Are student-loan companies providing college officials with kickbacks and other illegal inducements in order to encourage their students to take out loans from a particular lender? Sen. Edward M. Kennedy seems to think so. In a letter made public today, Senator Kennedy, a Massachusetts Democrat and chairman of the education committee, said he was concerned that “several private lenders may have offered or provided questionable favors or benefits to institutions of higher education, or to administrators at those institutions, in exchange for preferential treatment.”
Senator Kennedy sent copies of the letter to 16 lenders, including Sallie Mae, Nelnet, Citibank, Bank One, and Bank of America.

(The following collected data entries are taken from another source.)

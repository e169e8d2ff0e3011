// SPDX-License-Identifier: MIT
// Copyright (c) 2026 Conductor Contributors

use cond_core::{AssignmentId, GroupId, GroupStatus, JobGroup};

use super::StoreInner;

impl StoreInner {
    pub fn insert_group(&mut self, group: JobGroup) -> GroupId {
        let id = group.id;
        self.groups_by_assignment.entry(group.assignment_id).or_default().insert(id);
        self.groups_by_assignment_status.entry((group.assignment_id, group.status)).or_default().insert(id);
        self.groups.insert(id, group);
        id
    }

    pub fn get_group(&self, id: GroupId) -> Option<&JobGroup> {
        self.groups.get(&id)
    }

    pub fn get_group_mut(&mut self, id: GroupId) -> Option<&mut JobGroup> {
        self.groups.get_mut(&id)
    }

    pub fn reindex_group_status(
        &mut self,
        id: GroupId,
        assignment_id: AssignmentId,
        old: GroupStatus,
        new: GroupStatus,
    ) {
        if old == new {
            return;
        }
        if let Some(set) = self.groups_by_assignment_status.get_mut(&(assignment_id, old)) {
            set.remove(&id);
        }
        self.groups_by_assignment_status.entry((assignment_id, new)).or_default().insert(id);
    }

    /// Whether any group of `assignment_id` is currently `running`
    /// (scheduler eligibility gate, spec.md §4.6.1 step 2).
    pub fn has_running_group(&self, assignment_id: AssignmentId) -> bool {
        self.groups_by_assignment_status
            .get(&(assignment_id, GroupStatus::Running))
            .is_some_and(|set| !set.is_empty())
    }

    pub fn list_groups_by_assignment(&self, assignment_id: AssignmentId) -> Vec<&JobGroup> {
        self.groups_by_assignment
            .get(&assignment_id)
            .into_iter()
            .flatten()
            .filter_map(|id| self.groups.get(id))
            .collect()
    }

    /// Remove a group and its jobs (cascade, used by `Assignment::remove`).
    pub fn remove_group_cascade(&mut self, id: GroupId) -> (Option<JobGroup>, usize) {
        let group = self.groups.remove(&id);
        if let Some(group) = &group {
            if let Some(set) = self.groups_by_assignment.get_mut(&group.assignment_id) {
                set.remove(&id);
            }
            if let Some(set) = self.groups_by_assignment_status.get_mut(&(group.assignment_id, group.status)) {
                set.remove(&id);
            }
        }
        let job_ids: Vec<_> = self.jobs_by_group.remove(&id).into_iter().flatten().collect();
        let mut removed = 0;
        for job_id in job_ids {
            if let Some(job) = self.jobs.remove(&job_id) {
                if let Some(set) = self.jobs_by_group_status.get_mut(&(job.group_id, job.status)) {
                    set.remove(&job_id);
                }
                removed += 1;
            }
        }
        (group, removed)
    }
}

The letter asks each company to provide any documents illustrating its “financial dealings with institutions of higher education involved in the federal-guaranteed student loan program.” In a separate statement, Mr. Kennedy said that he had heard about “a number of disturbing lender tactics,” including giving college officials free sports tickets and luxury-hotel accommodations. The senator said he would open an investigation “to uncover the facts concerning such inappropriate arrangements.”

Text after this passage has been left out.